(WHAT TO WORK ON): Wherever "RunJournal" appears in the records below, copy the line that holds it.

(GIVEN INFORMATION):
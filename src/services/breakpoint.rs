//! Breakpoint controller.
//!
//! The one deliberate suspension point in the system: a process phase hands
//! over a `BreakpointRequest` and the controller blocks its control flow
//! until an external decision arrives, the configured timeout elapses, or
//! the run is cancelled. States: Armed -> Suspended -> Resumed | Aborted.

use serde_json::json;
use std::sync::Arc;
use std::time::Duration;
use tokio::time::Instant;
use tokio_util::sync::CancellationToken;
use tracing::{debug, warn};

use crate::domain::errors::{DomainError, DomainResult};
use crate::domain::models::breakpoint::{BreakpointRequest, BreakpointState, Decision, Verdict};
use crate::domain::models::event::events;
use crate::domain::models::run::RunStatus;
use crate::domain::ports::decision::DecisionSource;
use crate::domain::ports::store::ArtifactStore;
use crate::services::journal::RunJournal;

/// Controller for human-in-the-loop breakpoints within one run.
pub struct BreakpointController {
    source: Arc<dyn DecisionSource>,
    store: Arc<dyn ArtifactStore>,
    journal: Arc<RunJournal>,
    timeout: Duration,
    cancel: CancellationToken,
}

impl BreakpointController {
    pub fn new(
        source: Arc<dyn DecisionSource>,
        store: Arc<dyn ArtifactStore>,
        journal: Arc<RunJournal>,
        timeout: Duration,
        cancel: CancellationToken,
    ) -> Self {
        Self {
            source,
            store,
            journal,
            timeout,
            cancel,
        }
    }

    /// Raise a breakpoint and block until it resolves.
    ///
    /// Returns the decision on approve/amend. A reject decision, a timeout,
    /// and cancellation are all terminal errors for the enclosing run -
    /// breakpoints are blocking gates, not advisory checks.
    pub async fn request(&self, mut request: BreakpointRequest) -> DomainResult<Decision> {
        // Armed: candidate files are a promise, not a guarantee. Verify and
        // flag rather than assume.
        for file in &mut request.files {
            if !self.store.exists(&file.path).await {
                warn!(
                    breakpoint = %request.title,
                    path = %file.path,
                    "breakpoint references a file that does not exist yet"
                );
                file.missing = true;
            }
        }

        self.journal_event(
            events::BREAKPOINT_ARMED,
            json!({
                "breakpoint_id": request.id,
                "title": request.title,
                "files": request.files,
            }),
        )
        .await;

        self.source.publish(&request).await?;

        // Suspended: the run status is externally visible while blocked.
        let _ = self.journal.set_status(RunStatus::Suspended).await;
        debug!(
            breakpoint = %request.title,
            state = BreakpointState::Suspended.as_str(),
            timeout_secs = self.timeout.as_secs(),
            "awaiting external decision"
        );

        let suspended_at = Instant::now();
        let outcome = tokio::select! {
            () = self.cancel.cancelled() => Err(DomainError::Canceled),
            decided = tokio::time::timeout(self.timeout, self.source.await_decision(&request)) => {
                match decided {
                    Ok(result) => result,
                    Err(_) => Err(DomainError::BreakpointTimeout {
                        title: request.title.clone(),
                        waited_ms: suspended_at.elapsed().as_millis() as u64,
                    }),
                }
            }
        };

        match outcome {
            Ok(decision) => {
                self.journal_event(
                    events::BREAKPOINT_RESOLVED,
                    json!({
                        "breakpoint_id": request.id,
                        "verdict": decision.verdict.as_str(),
                        "note": decision.note,
                    }),
                )
                .await;
                let _ = self.journal.set_status(RunStatus::Running).await;

                if decision.verdict == Verdict::Reject {
                    return Err(DomainError::BreakpointRejected {
                        title: request.title,
                        note: decision.note,
                    });
                }
                Ok(decision)
            }
            Err(err) => {
                self.journal_event(
                    events::BREAKPOINT_ABORTED,
                    json!({
                        "breakpoint_id": request.id,
                        "reason": err.kind(),
                    }),
                )
                .await;
                Err(err)
            }
        }
    }

    async fn journal_event(&self, event: &str, data: serde_json::Value) {
        if let Err(err) = self.journal.append(event, data).await {
            warn!(event = %event, error = %err, "failed to append journal entry");
        }
    }
}
//! Shared helpers for integration tests.

use std::sync::Arc;

use serde_json::{json, Value};

use foreman::adapters::backends::{BackendRegistry, MockBackend, MockScript};
use foreman::domain::models::config::{BackendsConfig, Config, RetryConfig, TimeoutConfig};
use foreman::domain::models::descriptor::{TaskDescriptorShape, TaskFactory};
use foreman::domain::models::schema::{OutputSchema, PropertyType};
use foreman::services::runner::{DecisionSourceProvider, ProcessRunner};
use foreman::{define_task, AgentSpec, PromptSpec};

/// Config pointing storage at a temp dir, with millisecond backoff.
pub fn test_config(root: &std::path::Path) -> Config {
    Config {
        storage: foreman::domain::models::config::StorageConfig {
            root: root.join("runs").to_string_lossy().into_owned(),
        },
        backends: BackendsConfig {
            default_backend: "mock".to_string(),
            ..BackendsConfig::default()
        },
        retry: RetryConfig {
            validation_attempts: 2,
            transient_retries: 2,
            initial_backoff_ms: 1,
            max_backoff_ms: 5,
        },
        timeouts: TimeoutConfig {
            invoke_timeout_secs: 5,
            breakpoint_timeout_secs: 5,
            decision_poll_ms: 10,
        },
        ..Config::default()
    }
}

/// Runner whose mock backend plays the given script.
pub fn scripted_runner(
    root: &std::path::Path,
    script: Vec<MockScript>,
    decisions: DecisionSourceProvider,
) -> (ProcessRunner, Arc<MockBackend>) {
    let backend = Arc::new(MockBackend::scripted(script));
    let registry = BackendRegistry::new(BackendsConfig {
        default_backend: "mock".to_string(),
        ..BackendsConfig::default()
    })
    .expect("registry")
    .with_mock(backend.clone());

    let runner = ProcessRunner::new(test_config(root), Arc::new(registry), decisions);
    (runner, backend)
}

pub fn agent(name: &str) -> AgentSpec {
    AgentSpec {
        name: name.to_string(),
        skills: vec![],
        prompt: PromptSpec {
            role: "a domain specialist".to_string(),
            task: format!("Perform the {name} analysis."),
            context: json!({}),
            instructions: vec!["Respond with JSON only.".to_string()],
            output_format: "json".to_string(),
        },
    }
}

/// Task whose schema requires a numeric `total`.
pub fn total_task(name: &str) -> TaskFactory {
    let agent_name = format!("{name}-agent");
    define_task(name, move |_args: &Value, _ctx| {
        TaskDescriptorShape::new()
            .agent(agent(&agent_name))
            .output_schema(OutputSchema::new().required_property("total", PropertyType::Number))
    })
}

/// Task with no schema constraints.
pub fn open_task(name: &str) -> TaskFactory {
    let agent_name = format!("{name}-agent");
    define_task(name, move |_args: &Value, _ctx| {
        TaskDescriptorShape::new()
            .agent(agent(&agent_name))
            .output_schema(OutputSchema::new())
    })
}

(SOLUTION TO THIS TASK):
use crate::services::journal::RunJournal;
    journal: Arc<RunJournal>,
        journal: Arc<RunJournal>,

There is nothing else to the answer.